Felicia Smith Nalls

Felicia Smith Nalls

WATERLOO — Felicia Smith-Nalls is turning a passion for her hometown into a career.

The Waterloo girl who never missed the National Cattle Congress Fair and fondly remembers the former theme park system is now working to strengthen the neighborhoods in which she was raised.

Smith-Nalls was appointed last week as the city’s neighborhood services coordinator, a position she’s held on a temporary basis for the past 13 months as her predecessor Perry Goodman was out on medical leave.

“I was always working with people before, even in my free time, just trying to get them engaged in Waterloo,” she said. “Now I’m here to be a liaison between neighborhoods and the city, to try to get them information that can help them do what they want to do.”

Smith-Nalls received ringing endorsements from several neighborhood leaders, including Liberty Park Neighborhood Association founder and newly elected Councilman Chris Shimp.

“I can’t express what an excellent job she has done since taking that position,” Shimp said. “I can’t express enough my overwhelming support for that appointment.”

Mayor Quentin Hart said Smith-Nalls has the technical ability and personality needed to help give Waterloo’s neighbors the “collective voice they need.”

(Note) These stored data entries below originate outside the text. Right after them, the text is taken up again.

//! Smoke tests for the boh-probe binary

#![allow(deprecated)] // Command::cargo_bin
#![allow(clippy::expect_used, clippy::unwrap_used)]

use assert_cmd::Command;
use predicates::prelude::*;
use std::fs;
use tempfile::TempDir;

/// Command for the binary with a clean configuration environment
fn boh_probe() -> Command {
    let mut cmd = Command::cargo_bin("boh-probe").expect("boh-probe binary should exist");
    for key in ["ENV", "CI", "BOH_BASE_URL", "BOH_ACCOUNT", "BOH_PASSWORD", "BOH_BRAND_ALIAS", "RUST_LOG"] {
        cmd.env_remove(key);
    }
    cmd
}

// ============================================================================
// Basic CLI Tests
// ============================================================================

#[test]
fn test_version_flag() {
    boh_probe()
        .arg("--version")
        .assert()
        .success()
        .stdout(predicate::str::contains(env!("CARGO_PKG_VERSION")));
}

#[test]
fn test_help_lists_commands() {
    boh_probe()
        .arg("--help")
        .assert()
        .success()
        .stdout(predicate::str::contains("run"))
        .stdout(predicate::str::contains("config"));
}

#[test]
fn test_no_args_fails() {
    boh_probe().assert().failure();
}

#[test]
fn test_run_help_shows_flags() {
    boh_probe()
        .args(["run", "--help"])
        .assert()
        .success()
        .stdout(predicate::str::contains("--output-dir"))
        .stdout(predicate::str::contains("--headed"))
        .stdout(predicate::str::contains("--chromium-path"));
}

// ============================================================================
// Config Command
// ============================================================================

#[test]
fn test_config_show_masks_password() {
    boh_probe()
        .args(["config", "--show"])
        .env("BOH_PASSWORD", "s3cret-pass")
        .assert()
        .success()
        .stdout(predicate::str::contains("s3cret-pass").not())
        .stdout(predicate::str::contains("***"))
        .stdout(predicate::str::contains("saas-boh-qa.example"));
}

#[test]
fn test_config_show_json_for_production() {
    let output = boh_probe()
        .args(["config", "--show", "--format", "json", "--env", "production"])
        .assert()
        .success()
        .get_output()
        .stdout
        .clone();
    let value: serde_json::Value = serde_json::from_slice(&output).unwrap();
    assert_eq!(value["profile"]["environment"], "production");
    assert_eq!(value["profile"]["credentials"]["password"], "***");
}

#[test]
fn test_env_variable_selects_environment() {
    boh_probe()
        .arg("config")
        .env("ENV", "production")
        .assert()
        .success()
        .stdout(predicate::str::contains("Environment: production"));
}

#[test]
fn test_config_file_overrides_base_url() {
    let dir = TempDir::new().unwrap();
    let path = dir.path().join("probe.yaml");
    fs::write(&path, "boh_base_url: https://boh.staging.example\n").unwrap();

    boh_probe()
        .args(["config", "--config"])
        .arg(&path)
        .assert()
        .success()
        .stdout(predicate::str::contains("https://boh.staging.example/store-supply/demand-daily"));
}

#[test]
fn test_bad_config_file_fails() {
    let dir = TempDir::new().unwrap();
    let path = dir.path().join("probe.yaml");
    fs::write(&path, "no_such_setting: true\n").unwrap();

    boh_probe()
        .args(["config", "--config"])
        .arg(&path)
        .assert()
        .failure()
        .stderr(predicate::str::contains("Error:"));
}

// ============================================================================
// Run Command
// ============================================================================

#[cfg(not(feature = "browser"))]
#[test]
fn test_run_without_browser_feature_fails() {
    boh_probe()
        .arg("run")
        .assert()
        .failure()
        .stderr(predicate::str::contains("Rebuild with --features browser"));
}
//! CLI command definitions

use crate::config::ColorChoice;
use boh_probe::Environment;
use clap::{Args, Parser, Subcommand, ValueEnum};
use std::path::PathBuf;

/// Default directory for reports and failure screenshots
pub const DEFAULT_OUTPUT_DIR: &str = "target/boh-probe";

/// boh-probe: resilient browser checks for back-office order pages
#[derive(Parser, Debug)]
#[command(name = "boh-probe")]
#[command(author, version, about, long_about = None)]
#[command(propagate_version = true)]
pub struct Cli {
    /// Verbosity level (-v, -vv)
    #[arg(short, long, action = clap::ArgAction::Count, global = true)]
    pub verbose: u8,

    /// Quiet mode (suppress non-error output)
    #[arg(short, long, global = true)]
    pub quiet: bool,

    /// Color output (auto, always, never)
    #[arg(long, default_value = "auto", global = true)]
    pub color: ColorArg,

    /// Subcommand to run
    #[command(subcommand)]
    pub command: Commands,
}

/// CLI subcommands
#[derive(Subcommand, Debug)]
pub enum Commands {
    /// Run the order-detail scenario in a browser
    Run(RunArgs),

    /// Show the resolved configuration
    Config(ConfigArgs),
}

/// Where the configuration comes from
#[derive(Args, Debug, Clone, Default)]
pub struct TargetArgs {
    /// Deployment to target (overrides ENV and the config file)
    #[arg(long, value_enum)]
    pub env: Option<EnvArg>,

    /// YAML file overriding built-in settings
    #[arg(long, value_name = "YAML")]
    pub config: Option<PathBuf>,
}

/// Arguments for the run command
#[derive(Args, Debug, Clone)]
pub struct RunArgs {
    /// Configuration source
    #[command(flatten)]
    pub target: TargetArgs,

    /// Directory for report.json and failure screenshots
    #[arg(long, default_value = DEFAULT_OUTPUT_DIR)]
    pub output_dir: PathBuf,

    /// Show the browser window even when CI=true
    #[arg(long)]
    pub headed: bool,

    /// Chromium executable
    #[arg(long, value_name = "PATH")]
    pub chromium_path: Option<PathBuf>,

    /// Print the JSON report to stdout
    #[arg(long)]
    pub json: bool,
}

/// Arguments for the config command
#[derive(Args, Debug, Clone)]
pub struct ConfigArgs {
    /// Configuration source
    #[command(flatten)]
    pub target: TargetArgs,

    /// Print the full configuration (password masked)
    #[arg(long)]
    pub show: bool,

    /// Format for --show
    #[arg(long, value_enum, default_value = "yaml")]
    pub format: ConfigFormat,
}

/// Deployment argument
#[derive(ValueEnum, Debug, Clone, Copy, PartialEq, Eq)]
pub enum EnvArg {
    /// QA deployment
    Test,
    /// Production deployment
    #[value(alias = "prod")]
    Production,
}

impl From<EnvArg> for Environment {
    fn from(arg: EnvArg) -> Self {
        match arg {
            EnvArg::Test => Self::Test,
            EnvArg::Production => Self::Production,
        }
    }
}

/// Output format of `config --show`
#[derive(ValueEnum, Debug, Clone, Copy, PartialEq, Eq, Default)]
pub enum ConfigFormat {
    /// YAML, the config file format
    #[default]
    Yaml,
    /// Pretty JSON
    Json,
}

/// Color argument
#[derive(ValueEnum, Debug, Clone, Copy, PartialEq, Eq, Default)]
pub enum ColorArg {
    /// Color when stdout is a terminal
    #[default]
    Auto,
    /// Always color
    Always,
    /// Never color
    Never,
}

impl From<ColorArg> for ColorChoice {
    fn from(arg: ColorArg) -> Self {
        match arg {
            ColorArg::Auto => Self::Auto,
            ColorArg::Always => Self::Always,
            ColorArg::Never => Self::Never,
        }
    }
}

“In a very short time she’s been able to build incredible relationships with the neighborhood leaders,” Hart said. “She’s been able to help them organize and just enliven the enthusiasm in our neighborhood groups.”

Waterloo has 37 recognized neighborhood associations and several more organized informally, although only a dozen are really active and meet regularly.

The neighborhood services position was created in 1999 by former Mayor John Rooff and funded with federal Community Development Block Grant dollars. It is designed to help neighborhood groups organize and connect them to appropriate city departments and resources to resolve problems or make improvements.

“It’s not always the easiest to navigate (the city government) because there’s not always the natural connectors you would think,” Smith-Nalls said. “Information may not be passing as smoothly as we think it is.”

Not every neighborhood has the same needs or priorities.

One neighborhood may want help securing a vacant city lot for a garden. Another may have issues with tires being dumped behind a home. And another may want help forming a nonprofit organization to apply for grants on their own.

Smith-Nalls helped connect neighborhood associations to businesses to provide food and other resources during the National Night Out celebration in August.

“That’s our Super Bowl,” she said of the event that brought thousands of neighbors out to community gatherings. “That is what it’s all about, folks.”

Smith-Nalls is working on plans to set up a Waterloo Neighborhood Coalition as its own nonprofit organization so it can seek grants, accept donations and have a pool of funds outside of city government, whether it’s for a popcorn machine or face paints for events or flower seeds for community gardens.

“In city budget line items they look frivolous,” she said. “But to my neighborhoods and people wanting to make a small change, that could be great.”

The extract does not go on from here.